Epigenetic regulation of puberty via Zinc finger protein-mediated transcriptional repression

In primates, puberty is unleashed by increased GnRH release from the hypothalamus following an interval of juvenile quiescence. GWAS implicates Zinc finger ( ZNF) genes in timing human puberty. Here we show that hypothalamic expression of several ZNFs decreased in agonadal male monkeys in association with the pubertal reactivation of gonadotropin secretion. Expression of two of these ZNFs, GATAD1 and ZNF573, also decreases in peripubertal female monkeys. However, only GATAD1 abundance increases when gonadotropin secretion is suppressed during late infancy. Targeted delivery of GATAD1 or ZNF573 to the rat hypothalamus delays puberty by impairing the transition of a transcriptional network from an immature repressive epigenetic configuration to one of activation.

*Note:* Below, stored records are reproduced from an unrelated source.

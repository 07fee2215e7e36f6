//! Measurement tables and their CSV files.

mod store;
mod table;

pub use store::DataError;
pub use table::{ParamValue, Record, Table};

GATAD1 represses transcription of two key puberty-related genes, KISS1 and TAC3, directly, and reduces the activating histone mark H3K4me2 at each promoter via recruitment of histone demethylase KDM1A. We conclude that GATAD1 epitomizes a subset of ZNFs involved in epigenetic repression of primate puberty.

Zinc finger (ZNF) genes are implicated in timing human puberty. Here, the authors show that GATAD1, a ZNF protein, represses transcription of key puberty-activating genes by recruiting histone demethylase KDM1A to their promoters, suggesting GATAD1 epitomizes a subset of ZNFs involved in repression of primate puberty.